The Anāls' political system, since time immemorial, is democratic in nature and practice. This could be evinced by the election of village authority: the chief and his associates are elected by either voice vote or raise hand.

The Anāl traditionally live in windowless wooden houses with thatched roofs, erected above ground level. The houses have two doors of different sizes and two rooms, a bedroom and a storeroom (zuhmun).

Anāl men traditionally wear a lungi (similar to a dhoti) and a simple shirt, called a pakan lungum; they also strap on a basket (vopum) for carrying dao and other tools. Women wear undergarments, a skirt, blouse, and shawl, which cover them from their heads to their knees; they also carry a basket(Anal:Bowl). Both sexes can wear jewellery, including rings, necklaces, and bracelets, as well as special long earrings made from insect wings. Traditionally clothing is made by the women.

Anāl are traditionally monogamous, although cases of polygyny have been reported.

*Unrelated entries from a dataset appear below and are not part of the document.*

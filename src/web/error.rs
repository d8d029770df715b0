use axum::extract::rejection::JsonRejection;
use axum::http::StatusCode;
use axum::response::{IntoResponse, Response};
use axum::Json;
use serde_json::json;
use thiserror::Error;

use crate::ids::is_valid_id;
use crate::validation::ValidationError;

pub const POST_NOT_FOUND: &str = "Post not found";
pub const COMMENT_NOT_FOUND: &str = "Comment not found";

/// Errors returned by request handlers. Every variant renders as
/// `{"message": ...}` with the matching status code.
#[derive(Debug, Error)]
pub enum ApiError {
    #[error("{0}")]
    NotFound(&'static str),

    #[error(transparent)]
    Validation(#[from] ValidationError),

    #[error("{0}")]
    BadRequest(String),

    #[error("{0:#}")]
    Store(#[from] anyhow::Error),
}

impl ApiError {
    #[must_use]
    pub const fn status(&self) -> StatusCode {
        match self {
            Self::NotFound(_) => StatusCode::NOT_FOUND,
            Self::Validation(_) | Self::BadRequest(_) => StatusCode::BAD_REQUEST,
            Self::Store(_) => StatusCode::INTERNAL_SERVER_ERROR,
        }
    }
}

impl From<JsonRejection> for ApiError {
    fn from(rejection: JsonRejection) -> Self {
        Self::BadRequest(rejection.body_text())
    }
}

impl IntoResponse for ApiError {
    fn into_response(self) -> Response {
        let status = self.status();
        if let Self::Store(e) = &self {
            tracing::error!("Store error: {e:#}");
        }

        (status, Json(json!({ "message": self.to_string() }))).into_response()
    }
}

/// Unwrap a partial-update body, treating a request without a JSON content
/// type as an empty update.
pub fn update_body<T: Default>(payload: Result<Json<T>, JsonRejection>) -> Result<T, ApiError> {
    match payload {
        Ok(Json(update)) => Ok(update),
        Err(JsonRejection::MissingJsonContentType(_)) => Ok(T::default()),
        Err(rejection) => Err(rejection.into()),
    }
}

/// Accept a path segment as a document id, or fail with `not_found`.
///
/// A malformed id can never match a stored document, so it is reported the
/// same way as an unknown one.
pub fn require_id<'a>(raw: &'a str, not_found: &'static str) -> Result<&'a str, ApiError> {
    if is_valid_id(raw) {
        Ok(raw)
    } else {
        Err(ApiError::NotFound(not_found))
    }
}
use thiserror::Error;

#[derive(Debug, Error)]
pub enum ConfigError {
    #[error("missing required environment variable: {0}")]
    MissingEnvVar(String),
    #[error("invalid value for {name}: {message}")]
    InvalidValue { name: String, message: String },
    #[error("failed to parse {name} as integer: {source}")]
    ParseInt {
        name: String,
        #[source]
        source: std::num::ParseIntError,
    },
}

/// Application configuration loaded from environment variables.
#[derive(Debug, Clone)]
pub struct Config {
    // Database
    pub database_url: String,

    // Web Server
    pub web_host: String,
    pub web_port: u16,

    // CORS
    pub cors_allow_origin: Option<String>,
}

impl Config {
    /// Load configuration from environment variables.
    ///
    /// # Errors
    ///
    /// Returns an error if required environment variables are missing or invalid.
    pub fn from_env() -> Result<Self, ConfigError> {
        Ok(Self {
            // Database
            database_url: required_env("DATABASE_URL")?,

            // Web Server
            web_host: env_or_default("WEB_HOST", "0.0.0.0"),
            web_port: parse_env_u16("PORT", 5000)?,

            // CORS
            cors_allow_origin: optional_env("CORS_ALLOW_ORIGIN"),
        })
    }

    /// Validate that the configuration is usable.
    ///
    /// # Errors
    ///
    /// Returns an error if the configuration is invalid.
    pub fn validate(&self) -> Result<(), ConfigError> {
        if self.database_url.trim().is_empty() {
            return Err(ConfigError::InvalidValue {
                name: "DATABASE_URL".to_string(),
                message: "cannot be empty".to_string(),
            });
        }
        if self.web_port == 0 {
            return Err(ConfigError::InvalidValue {
                name: "PORT".to_string(),
                message: "must be between 1 and 65535".to_string(),
            });
        }
        if let Some(origin) = &self.cors_allow_origin {
            if axum::http::HeaderValue::from_str(origin).is_err() {
                return Err(ConfigError::InvalidValue {
                    name: "CORS_ALLOW_ORIGIN".to_string(),
                    message: format!("not a valid origin: '{origin}'"),
                });
            }
        }
        Ok(())
    }
}

fn required_env(name: &str) -> Result<String, ConfigError> {
    std::env::var(name).map_err(|_| ConfigError::MissingEnvVar(name.to_string()))
}

fn optional_env(name: &str) -> Option<String> {
    std::env::var(name).ok().filter(|s| !s.is_empty())
}

fn env_or_default(name: &str, default: &str) -> String {
    std::env::var(name)
        .ok()
        .filter(|s| !s.is_empty())
        .unwrap_or_else(|| default.to_string())
}

fn parse_env_u16(name: &str, default: u16) -> Result<u16, ConfigError> {
    match std::env::var(name) {
        Ok(val) if !val.is_empty() => val.parse().map_err(|e| ConfigError::ParseInt {
            name: name.to_string(),
            source: e,
        }),
        _ => Ok(default),
    }
}

#[cfg(test)]
mod tests {
    use super::*;

    fn config(database_url: &str, web_port: u16) -> Config {
        Config {
            database_url: database_url.to_string(),
            web_host: "127.0.0.1".to_string(),
            web_port,
            cors_allow_origin: None,
        }
    }

    #[test]
    fn test_parse_u16_default() {
        assert_eq!(parse_env_u16("BLOG_NONEXISTENT_VAR", 5000).unwrap(), 5000);
    }

    #[test]
    fn test_optional_env_missing() {
        assert!(optional_env("BLOG_NONEXISTENT_VAR").is_none());
    }

    #[test]
    fn test_validate() {
        assert!(config("sqlite://blog.sqlite", 5000).validate().is_ok());
        assert!(matches!(
            config("  ", 5000).validate(),
            Err(ConfigError::InvalidValue { name, .. }) if name == "DATABASE_URL"
        ));
        assert!(matches!(
            config("sqlite://blog.sqlite", 0).validate(),
            Err(ConfigError::InvalidValue { name, .. }) if name == "PORT"
        ));

        let mut with_origin = config("sqlite://blog.sqlite", 5000);
        with_origin.cors_allow_origin = Some("https://blog.example.com".to_string());
        assert!(with_origin.validate().is_ok());
        with_origin.cors_allow_origin = Some("bad\norigin".to_string());
        assert!(with_origin.validate().is_err());
    }
}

In order to marry, an Anāl man must pay a bride price (jol min); after marriage, the wife moves into the husband's home. Divorce (ithin) is permitted among the Anāl, although a fine may be incurred.

The Anāl are traditionally polytheistic, believing in a supreme creator named Asapavan, as well as a secondary deity named Wangparel, and numerous other spirits. The largest Anāl rite is called Akam, which is divided into six stages (Judong, Bhuthawsing, Hni, Sapia, Akapidam, and Dathu) and takes six years to complete. During Akam, the Anāl sacrifice mithun and pigs and offer a feast to the community. Some Anāl have converted to Christianity.

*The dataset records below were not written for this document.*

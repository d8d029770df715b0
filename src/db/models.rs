use serde::{Deserialize, Serialize};

/// A blog post with the ordered ids of its comments.
#[derive(Debug, Clone, PartialEq, Eq, Serialize, Deserialize)]
#[serde(rename_all = "camelCase")]
pub struct Post {
    #[serde(rename = "_id")]
    pub id: String,
    pub title: String,
    pub content: String,
    pub extract: String,
    pub author_name: String,
    pub author_email: String,
    pub comments: Vec<String>,
}

/// A post as stored in the `posts` table, without its comment references.
#[derive(Debug, Clone, sqlx::FromRow)]
pub(crate) struct PostRow {
    pub id: String,
    pub title: String,
    pub content: String,
    pub extract: String,
    pub author_name: String,
    pub author_email: String,
}

impl PostRow {
    pub(crate) fn with_comments(self, comments: Vec<String>) -> Post {
        Post {
            id: self.id,
            title: self.title,
            content: self.content,
            extract: self.extract,
            author_name: self.author_name,
            author_email: self.author_email,
            comments,
        }
    }
}

/// A reader comment. Owned by at most one post through `post_comments`.
#[derive(Debug, Clone, PartialEq, Eq, Serialize, Deserialize, sqlx::FromRow)]
#[serde(rename_all = "camelCase")]
pub struct Comment {
    #[serde(rename = "_id")]
    pub id: String,
    pub author_name: String,
    pub author_email: String,
    pub content: String,
}

/// Data for inserting a new post. Every field has already been validated.
#[derive(Debug, Clone)]
pub struct NewPost {
    pub title: String,
    pub content: String,
    pub extract: String,
    pub author_name: String,
    pub author_email: String,
}

/// Data for inserting a new comment. Every field has already been validated.
#[derive(Debug, Clone)]
pub struct NewComment {
    pub author_name: String,
    pub author_email: String,
    pub content: String,
}

/// Fields of a post that can be changed after creation.
///
/// `extract` is fixed at creation; an `extract` key in the request body is ignored.
#[derive(Debug, Clone, Default, Deserialize)]
#[serde(rename_all = "camelCase")]
pub struct PostUpdate {
    pub title: Option<String>,
    pub content: Option<String>,
    pub author_name: Option<String>,
    pub author_email: Option<String>,
}

/// Fields of a comment that can be changed after creation.
#[derive(Debug, Clone, Default, Deserialize)]
#[serde(rename_all = "camelCase")]
pub struct CommentUpdate {
    pub author_name: Option<String>,
    pub author_email: Option<String>,
    pub content: Option<String>,
}

/// Result of removing a comment from a post.
#[derive(Debug, Clone, Copy, PartialEq, Eq)]
pub enum CommentRemoval {
    Removed,
    PostNotFound,
    CommentNotFound,
}
//! # Relay Client Library
//!
//! Everything a game client needs to keep a consistent local picture of
//! the other players from the relay's event stream.
//!
//! ## Module Organization
//!
//! ### Presence Module (`presence`)
//! Directory of every other connection's last reported state, replaced
//! wholesale on each move and pruned on disconnect. The renderer reads it
//! once per frame through `PresenceDirectory::visible`.
//!
//! ### Dedup Module (`dedup`)
//! Suppresses repeated chat deliveries keyed by sender name and timestamp
//! within a bounded time window.
//!
//! ### World Event Module (`world_event`)
//! The none/blossom/thunder/meteor state machine and the current dungeon's
//! wave snapshot.
//!
//! ### Sink Module (`sink`)
//! The presentation hooks inbound events trigger.
//!
//! ### Session Module (`session`)
//! Ties the above together and applies each `ServerEvent`.
//!
//! ### Network Module (`network`)
//! WebSocket loop: inbound frames, move heartbeat, outbound commands.
//!
//! ## Usage Example
//!
//! ```rust,no_run
//! use client::network::{Client, ClientCommand};
//! use client::session::ClientSession;
//! use client::sink::NoopSink;
//! use shared::PlayerState;
//! use std::time::Duration;
//!
//! #[tokio::main]
//! async fn main() -> Result<(), Box<dyn std::error::Error>> {
//!     let session = ClientSession::new(PlayerState::new("Ann", 100.0, 100.0));
//!     let (commands, rx) = tokio::sync::mpsc::channel(8);
//!     commands.send(ClientCommand::Chat("hello".into())).await?;
//!
//!     let client = Client::new(session, NoopSink, Duration::from_millis(100));
//!     let session = client.run("ws://127.0.0.1:3000", rx).await?;
//!     println!("{} players seen", session.directory().len());
//!     Ok(())
//! }
//! ```

pub mod dedup;
pub mod network;
pub mod presence;
pub mod session;
pub mod sink;
pub mod world_event;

Traditionally, Anāl men work as carpenters, particularly the manufacture of bamboo furniture, and in basketry. Women traditionally specialized in weaving and spinning cotton, which is grown locally. Due to modernization and competition from factory-produced goods, many traditional methods have been abandoned. They are also farmers, harvesting rice, soybeans, pumpkins, tomatoes, and gourds.

The Anāl have many traditional musical instruments, including the khuwang (drum), sanamba (three-stringed fiddle), dolkhuwang (gong), pengkhul (trumpet), tilli (flageolet), rasem (a pipe instrument), and diengdong (xylophone They are good dancers and their traditional dances include the kamdam, which is performed by young people for the akam festival, and the ludam, which celebrated victorious headhunting.

The Anāl are omnivores, eating fish, eggs, beef, pork, and other kinds of meat, as well as fruits and vegetables. Although traditionally they do not drink milk, some families now consume it with tea. A form of rice beer, known as zupar or zuhrin, is also drunk.